Répondeurs au traitement d'induction prolongée par mirikizumab à la semaine 24 (LUCENT-2)
Les patients traités par mirikizumab sans réponse à la semaine 12 dans l'étude LUCENT-1 ont pu recevoir une dose d'induction prolongée en ouvert (300 mg de mirikizumab IV aux semaines 0, 4 et 8) dans l'étude LUCENT-2. Sur ces 272 patients, 146 (53.7 %) ont obtenu une réponse clinique à la semaine 12 (24 semaines après la première dose d'induction) et 31 (11.4 %) ont obtenu une rémission clinique. 144 patients ont ensuite reçu un traitement d'entretien par mirikizumab 200 mg en sous-cutané toutes les 4 semaines; la majorité de ces patients (72.2 %) ont maintenu une réponse clinique et 36.1 % ont obtenu une rémission clinique à la semaine 40.
Récupération d'efficacité après une perte de réponse au traitement d'entretien au mirikizumab (LUCENT-2)
Les patients qui, entre les semaines 12 et 28 de LUCENT-2 sous traitement d'entretien par mirikizumab, ont présenté une perte de réponse symptomatique et confirmée par endoscopie (5.2 %, n = 19) ont reçu une ré-induction en ouvert avec 3 doses de 300 mg de mirikizumab par voie intraveineuse toutes les 4 semaines (appelées doses de secours). Après 12 semaines de traitement de secours 63.2 % (n = 12) de ces patients ont obtenu une réponse symptomatique et 36.8 % (n = 7) une rémission symptomatique.
Normalisation endoscopique à la semaine 40
La normalisation de l'aspect endoscopique de la muqueuse a été définie comme un sous-score endoscopique Mayo de 0. À la semaine 40 de LUCENT-2, la normalisation endoscopique a été atteinte chez 81/365 (22.2 %) des patients traités par mirikizumab, et 24/179 (13.4 %) des patients dans le groupe placebo (p=0.026, multiplicité non vérifiée).
Qualité de vie liée à la santé
La qualité de vie liée à la santé a été évaluée à l'aide du questionnaire sur les maladies inflammatoires de l'intestin (Inflammatory Bowel Disease Questionnaire IBDQ).

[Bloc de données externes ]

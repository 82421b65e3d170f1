use async_trait::async_trait;
use chrono::{DateTime, Utc};
use serde::Serialize;
use sqlx::{postgres::PgRow, PgPool, Row};
use uuid::Uuid;

use super::traits::{StorageError, StorageResult, UserStore};

/// Roles seeded on first start
pub const DEFAULT_ROLES: [(&str, &str); 4] = [
    ("admin", "Full administrative access"),
    ("doctor", "Treating physician"),
    ("patient", "Monitored patient"),
    ("family_member", "Relative with read access to a patient"),
];

/// User account in the system
#[derive(Debug, Clone)]
pub struct User {
    pub id: Uuid,
    pub email: String,
    pub password_hash: String,
    pub role_id: Uuid,
    /// Denormalized from the roles table for fast role checks
    pub role_name: String,
    pub first_name: String,
    pub last_name: String,
    pub phone_number: Option<String>,
    pub is_active: bool,
    pub failed_login_attempts: i32,
    pub created_at: DateTime<Utc>,
    pub last_login: Option<DateTime<Utc>>,
}

/// User creation request
#[derive(Debug, Clone)]
pub struct CreateUser {
    pub email: String,
    pub password_hash: String,
    pub role_id: Uuid,
    pub first_name: String,
    pub last_name: String,
    pub phone_number: Option<String>,
}

/// Public view of a user. Never carries the password hash or lockout state.
#[derive(Debug, Clone, PartialEq, Serialize)]
pub struct UserSummary {
    pub id: Uuid,
    pub email: String,
    pub role_id: Uuid,
    pub role_name: String,
    pub first_name: String,
    pub last_name: String,
    #[serde(skip_serializing_if = "Option::is_none")]
    pub phone_number: Option<String>,
    pub is_active: bool,
    #[serde(skip_serializing_if = "Option::is_none")]
    pub last_login: Option<DateTime<Utc>>,
}

impl From<&User> for UserSummary {
    fn from(user: &User) -> Self {
        Self {
            id: user.id,
            email: user.email.clone(),
            role_id: user.role_id,
            role_name: user.role_name.clone(),
            first_name: user.first_name.clone(),
            last_name: user.last_name.clone(),
            phone_number: user.phone_number.clone(),
            is_active: user.is_active,
            last_login: user.last_login,
        }
    }
}

pub(crate) const USER_COLUMNS: &str = r#"
    u.id, u.email, u.password_hash, u.role_id, r.name AS role_name,
    u.first_name, u.last_name, u.phone_number, u.is_active,
    u.failed_login_attempts, u.created_at, u.last_login
"#;

pub(crate) fn user_from_row(row: &PgRow) -> User {
    User {
        id: row.get("id"),
        email: row.get("email"),
        password_hash: row.get("password_hash"),
        role_id: row.get("role_id"),
        role_name: row.get("role_name"),
        first_name: row.get("first_name"),
        last_name: row.get("last_name"),
        phone_number: row.get("phone_number"),
        is_active: row.get("is_active"),
        failed_login_attempts: row.get("failed_login_attempts"),
        created_at: row.get("created_at"),
        last_login: row.get("last_login"),
    }
}

/// PostgreSQL implementation of UserStore
pub struct PostgresUserStore {
    pool: PgPool,
}

impl PostgresUserStore {
    pub fn new(pool: PgPool) -> Self {
        Self { pool }
    }

    /// Initialize database schema for roles and users
    pub async fn initialize(&self) -> StorageResult<()> {
        sqlx::query(
            r#"
            CREATE TABLE IF NOT EXISTS roles (
                id UUID PRIMARY KEY DEFAULT gen_random_uuid(),
                name VARCHAR(64) UNIQUE NOT NULL,
                description TEXT NOT NULL DEFAULT '',
                created_at TIMESTAMPTZ NOT NULL DEFAULT NOW()
            )
            "#,
        )
        .execute(&self.pool)
        .await?;

        sqlx::query(
            r#"
            CREATE TABLE IF NOT EXISTS users (
                id UUID PRIMARY KEY DEFAULT gen_random_uuid(),
                email VARCHAR(255) UNIQUE NOT NULL,
                password_hash VARCHAR(255) NOT NULL,
                role_id UUID NOT NULL REFERENCES roles(id),
                first_name VARCHAR(255) NOT NULL,
                last_name VARCHAR(255) NOT NULL,
                phone_number VARCHAR(32),
                is_active BOOLEAN NOT NULL DEFAULT TRUE,
                failed_login_attempts INTEGER NOT NULL DEFAULT 0,
                created_at TIMESTAMPTZ NOT NULL DEFAULT NOW(),
                updated_at TIMESTAMPTZ NOT NULL DEFAULT NOW(),
                last_login TIMESTAMPTZ
            )
            "#,
        )
        .execute(&self.pool)
        .await?;

        for (name, description) in DEFAULT_ROLES {
            sqlx::query(
                r#"
                INSERT INTO roles (name, description) VALUES ($1, $2)
                ON CONFLICT (name) DO NOTHING
                "#,
            )
            .bind(name)
            .bind(description)
            .execute(&self.pool)
            .await?;
        }

        Ok(())
    }

    /// Resolve a role name to its id
    pub async fn role_id(&self, name: &str) -> StorageResult<Uuid> {
        let row = sqlx::query("SELECT id FROM roles WHERE name = $1")
            .bind(name)
            .fetch_optional(&self.pool)
            .await?
            .ok_or_else(|| StorageError::UnknownRole(name.to_string()))?;

        Ok(row.get("id"))
    }
}

#[async_trait]
impl UserStore for PostgresUserStore {
    async fn find_by_email(&self, email: &str) -> StorageResult<Option<User>> {
        let row = sqlx::query(&format!(
            "SELECT {USER_COLUMNS} FROM users u JOIN roles r ON r.id = u.role_id WHERE u.email = $1"
        ))
        .bind(email)
        .fetch_optional(&self.pool)
        .await?;

        Ok(row.as_ref().map(user_from_row))
    }

    async fn find_by_id(&self, id: Uuid) -> StorageResult<Option<User>> {
        let row = sqlx::query(&format!(
            "SELECT {USER_COLUMNS} FROM users u JOIN roles r ON r.id = u.role_id WHERE u.id = $1"
        ))
        .bind(id)
        .fetch_optional(&self.pool)
        .await?;

        Ok(row.as_ref().map(user_from_row))
    }

    async fn create(&self, user: CreateUser) -> StorageResult<Uuid> {
        let row = sqlx::query(
            r#"
            INSERT INTO users (email, password_hash, role_id, first_name, last_name, phone_number)
            VALUES ($1, $2, $3, $4, $5, $6)
            RETURNING id
            "#,
        )
        .bind(&user.email)
        .bind(&user.password_hash)
        .bind(user.role_id)
        .bind(&user.first_name)
        .bind(&user.last_name)
        .bind(&user.phone_number)
        .fetch_one(&self.pool)
        .await
        .map_err(|e| {
            if let Some(db_err) = e.as_database_error() {
                if db_err.is_unique_violation() {
                    return StorageError::DuplicateEmail(user.email.clone());
                }
                if db_err.is_foreign_key_violation() {
                    return StorageError::UnknownRole(user.role_id.to_string());
                }
            }
            StorageError::Database(e)
        })?;

        Ok(row.get("id"))
    }

    async fn increment_failed_login(&self, email: &str) -> StorageResult<()> {
        sqlx::query(
            r#"
            UPDATE users
            SET failed_login_attempts = failed_login_attempts + 1, updated_at = NOW()
            WHERE email = $1
            "#,
        )
        .bind(email)
        .execute(&self.pool)
        .await?;

        Ok(())
    }

    async fn record_successful_login(&self, id: Uuid) -> StorageResult<()> {
        sqlx::query(
            r#"
            UPDATE users
            SET failed_login_attempts = 0, last_login = NOW(), updated_at = NOW()
            WHERE id = $1
            "#,
        )
        .bind(id)
        .execute(&self.pool)
        .await?;

        Ok(())
    }

    async fn reset_failed_logins(&self, email: &str) -> StorageResult<()> {
        let result = sqlx::query(
            r#"
            UPDATE users SET failed_login_attempts = 0, updated_at = NOW() WHERE email = $1
            "#,
        )
        .bind(email)
        .execute(&self.pool)
        .await?;

        if result.rows_affected() == 0 {
            return Err(StorageError::UserNotFound(email.to_string()));
        }

        Ok(())
    }

    async fn set_active(&self, email: &str, is_active: bool) -> StorageResult<()> {
        let result = sqlx::query(
            r#"
            UPDATE users SET is_active = $2, updated_at = NOW() WHERE email = $1
            "#,
        )
        .bind(email)
        .bind(is_active)
        .execute(&self.pool)
        .await?;

        if result.rows_affected() == 0 {
            return Err(StorageError::UserNotFound(email.to_string()));
        }

        Ok(())
    }

    async fn list(&self) -> StorageResult<Vec<User>> {
        let rows = sqlx::query(&format!(
            "SELECT {USER_COLUMNS} FROM users u JOIN roles r ON r.id = u.role_id ORDER BY u.created_at ASC"
        ))
        .fetch_all(&self.pool)
        .await?;

        Ok(rows.iter().map(user_from_row).collect())
    }
}
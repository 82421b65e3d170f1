use axum::{extract::State, http::StatusCode, Json};
use serde::{Deserialize, Serialize};
use std::sync::Arc;

use crate::state::ServerState;

/// Health check response
#[derive(Debug, Serialize, Deserialize)]
pub struct HealthResponse {
    pub status: String,
    pub version: String,
    pub uptime_seconds: u64,
}

/// Health check endpoint
pub async fn health_check(
    State(state): State<Arc<ServerState>>,
) -> (StatusCode, Json<HealthResponse>) {
    let response = HealthResponse {
        status: "healthy".to_string(),
        version: env!("CARGO_PKG_VERSION").to_string(),
        uptime_seconds: state.uptime_seconds(),
    };

    (StatusCode::OK, Json(response))
}
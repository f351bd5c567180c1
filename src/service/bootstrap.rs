//! 应用启动器 - 负责依赖注入和服务启动

use std::sync::Arc;
use std::time::Instant;

use anyhow::Result;
use tracing::info;
use tracing_subscriber::EnvFilter;

use crate::config::GatewayConfig;
use crate::domain::registry::ConnectionRegistry;
use crate::domain::service::{EventNotifier, HeartbeatSupervisor, TransactionStore};
use crate::interface::{AppState, router};

/// 应用启动器
pub struct ApplicationBootstrap;

impl ApplicationBootstrap {
    /// 运行应用的主入口点
    pub async fn run() -> Result<()> {
        tracing_subscriber::fmt()
            .with_env_filter(
                EnvFilter::try_from_default_env().unwrap_or_else(|_| EnvFilter::new("info")),
            )
            .init();

        let config = GatewayConfig::load();

        info!("🚀 启动 QRIS 实时交易通知网关");
        info!("");
        info!("📋 服务说明：");
        info!("   - WebSocket 接入：商户看板与收银终端长连接");
        info!("   - 授权回调：银行/Switch 交易事件实时扇出");
        info!("   - 心跳监督：应用层探测 + 连接年龄上限驱逐");
        info!("");

        let registry = Arc::new(ConnectionRegistry::new());
        let notifier = Arc::new(EventNotifier::new(Arc::clone(&registry)));
        let store = TransactionStore::new(notifier, config.settlement_delay());

        let supervisor = HeartbeatSupervisor::new(
            Arc::clone(&registry),
            config.heartbeat_interval(),
            config.max_connection_age(),
        );
        let supervisor_handle = supervisor.spawn();

        let state = AppState {
            registry,
            store,
            started_at: Instant::now(),
        };
        let app = router(state);

        let bind_addr = format!("{}:{}", config.server.address, config.server.port);
        let listener = tokio::net::TcpListener::bind(&bind_addr).await?;

        info!("✅ 通知网关已启动");
        info!("   WebSocket: ws://{}/ws", bind_addr);
        info!("   Callback:  http://{}/api/switch/callback", bind_addr);
        info!(
            "   Heartbeat: every {}s, max connection age {}s",
            config.heartbeat.interval_secs, config.heartbeat.max_connection_age_secs
        );

        axum::serve(listener, app)
            .with_graceful_shutdown(shutdown_signal())
            .await?;

        supervisor_handle.abort();
        info!("✅ 服务器已停止");
        Ok(())
    }
}

async fn shutdown_signal() {
    if let Err(err) = tokio::signal::ctrl_c().await {
        tracing::error!(error = %err, "Failed to listen for shutdown signal");
        return;
    }
    info!("正在停止服务器...");
}
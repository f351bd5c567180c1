//! 网关配置模块
//!
//! 配置加载优先级：环境变量 > 配置文件 > 内置默认值。
//! 配置文件路径候选：`QRIS_NOTIFY_CONFIG` 环境变量 > ./config.toml > ../config.toml

use std::path::Path;
use std::time::Duration;

use serde::Deserialize;
use tracing::{info, warn};

use crate::error::{GatewayError, Result};

/// 网关应用配置
#[derive(Debug, Clone, Deserialize, Default)]
pub struct GatewayConfig {
    #[serde(default)]
    pub server: ServerConfig,
    #[serde(default)]
    pub heartbeat: HeartbeatConfig,
    #[serde(default)]
    pub settlement: SettlementConfig,
}

/// HTTP/WebSocket 监听配置
#[derive(Debug, Clone, Deserialize)]
pub struct ServerConfig {
    #[serde(default = "default_address")]
    pub address: String,
    #[serde(default = "default_port")]
    pub port: u16,
}

/// 心跳监督配置
///
/// interval 建议 20-30 秒；max_connection_age 是连接年龄上限，
/// 超龄连接会被主动关闭以强制客户端周期性重连。
#[derive(Debug, Clone, Deserialize)]
pub struct HeartbeatConfig {
    #[serde(default = "default_heartbeat_interval")]
    pub interval_secs: u64,
    #[serde(default = "default_max_connection_age")]
    pub max_connection_age_secs: u64,
}

/// 清算定时配置
#[derive(Debug, Clone, Deserialize)]
pub struct SettlementConfig {
    /// 授权通过后到清算完成的固定延迟
    #[serde(default = "default_settlement_delay")]
    pub delay_ms: u64,
}

fn default_address() -> String {
    "0.0.0.0".to_string()
}

fn default_port() -> u16 {
    10000
}

fn default_heartbeat_interval() -> u64 {
    25
}

fn default_max_connection_age() -> u64 {
    300
}

fn default_settlement_delay() -> u64 {
    2000
}

impl Default for ServerConfig {
    fn default() -> Self {
        Self {
            address: default_address(),
            port: default_port(),
        }
    }
}

impl Default for HeartbeatConfig {
    fn default() -> Self {
        Self {
            interval_secs: default_heartbeat_interval(),
            max_connection_age_secs: default_max_connection_age(),
        }
    }
}

impl Default for SettlementConfig {
    fn default() -> Self {
        Self {
            delay_ms: default_settlement_delay(),
        }
    }
}

impl GatewayConfig {
    /// 加载配置：尝试候选路径，失败则回退到默认值
    pub fn load() -> Self {
        let candidates = match std::env::var("QRIS_NOTIFY_CONFIG") {
            Ok(path) => vec![path],
            Err(_) => vec!["./config.toml".to_string(), "../config.toml".to_string()],
        };

        for candidate in &candidates {
            if Path::new(candidate).exists() {
                match Self::from_file(candidate) {
                    Ok(config) => {
                        info!(config_path = %candidate, "Configuration loaded");
                        return config.with_env_overrides();
                    }
                    Err(e) => {
                        warn!(config_path = %candidate, error = %e, "Failed to parse config file, trying next candidate");
                    }
                }
            }
        }

        info!("No config file found, using defaults");
        Self::default().with_env_overrides()
    }

    /// 从指定文件解析配置
    pub fn from_file(path: &str) -> Result<Self> {
        let raw = std::fs::read_to_string(path)?;
        toml::from_str(&raw).map_err(|e| GatewayError::Config(e.to_string()))
    }

    /// 环境变量覆盖（部署平台通常只注入 PORT）
    fn with_env_overrides(mut self) -> Self {
        if let Some(port) = std::env::var("PORT").ok().and_then(|v| v.parse().ok()) {
            self.server.port = port;
        }
        if let Some(secs) = std::env::var("QRIS_NOTIFY_HEARTBEAT_INTERVAL")
            .ok()
            .and_then(|v| v.parse().ok())
        {
            self.heartbeat.interval_secs = secs;
        }
        if let Some(secs) = std::env::var("QRIS_NOTIFY_MAX_CONNECTION_AGE")
            .ok()
            .and_then(|v| v.parse().ok())
        {
            self.heartbeat.max_connection_age_secs = secs;
        }
        self
    }

    pub fn heartbeat_interval(&self) -> Duration {
        Duration::from_secs(self.heartbeat.interval_secs)
    }

    pub fn max_connection_age(&self) -> chrono::Duration {
        chrono::Duration::seconds(self.heartbeat.max_connection_age_secs as i64)
    }

    pub fn settlement_delay(&self) -> Duration {
        Duration::from_millis(self.settlement.delay_ms)
    }
}
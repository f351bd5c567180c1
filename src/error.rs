//! 网关错误类型
//!
//! 本子系统的失败都在发生点就地处理，不向上升级为进程级错误：
//! - 连接级协议违规只终止该连接
//! - 单个会话的投递失败只记为 delivered=false
//! - 客户端的畸形消息忽略并记日志

use thiserror::Error;

pub type Result<T> = std::result::Result<T, GatewayError>;

#[derive(Debug, Error)]
pub enum GatewayError {
    /// 连接时缺少必需的身份参数（协议违规，仅对该连接致命）
    #[error("missing required parameter: {0}")]
    MissingParameter(&'static str),

    /// 会话通道已关闭，投递失败（瞬时投递失败，调用方按 delivered=false 处理）
    #[error("session channel closed: {0}")]
    ChannelClosed(String),

    /// 设备上报了未跟踪的交易号
    #[error("unknown transaction: {0}")]
    UnknownTransaction(String),

    /// 交易状态不允许该操作（如对非 PENDING 交易做设备确认）
    #[error("invalid transaction state for {id}: {state}")]
    InvalidTransactionState { id: String, state: &'static str },

    #[error("config error: {0}")]
    Config(String),

    #[error(transparent)]
    Serialization(#[from] serde_json::Error),

    #[error(transparent)]
    Io(#[from] std::io::Error),
}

À la semaine 12 de LUCENT-1, les patients recevant du mirikizumab ont présenté des améliorations cliniques significativement plus importantes du score total de l'IBDQ (p ≤0.001) par rapport au placebo. La réponse IBDQ a été définie comme une amélioration d'au moins 16 points par rapport au score IBDQ à l'inclusion, et la rémission IBDQ a été définie comme un score d'au moins 170. A la semaine 12 de LUCENT-1, 57.5 % des patients traités par mirikizumab ont obtenu une rémission IBDQ contre 39.8 % de ceux sous placebo (p < 0.001) et 72.7 % des patients traités par mirikizumab ont obtenu une réponse IBDQ contre 55.8 % de ceux sous placebo. À la semaine 40 de LUCENT 2, 72.3 % des patients traités par mirikizumab ont maintenu une rémission IBDQ contre 43.0 % de ceux sous placebo, et 79.2 % des patients traités par mirikizumab ont obtenu une réponse IBDQ contre 49.2 % de ceux sous placebo.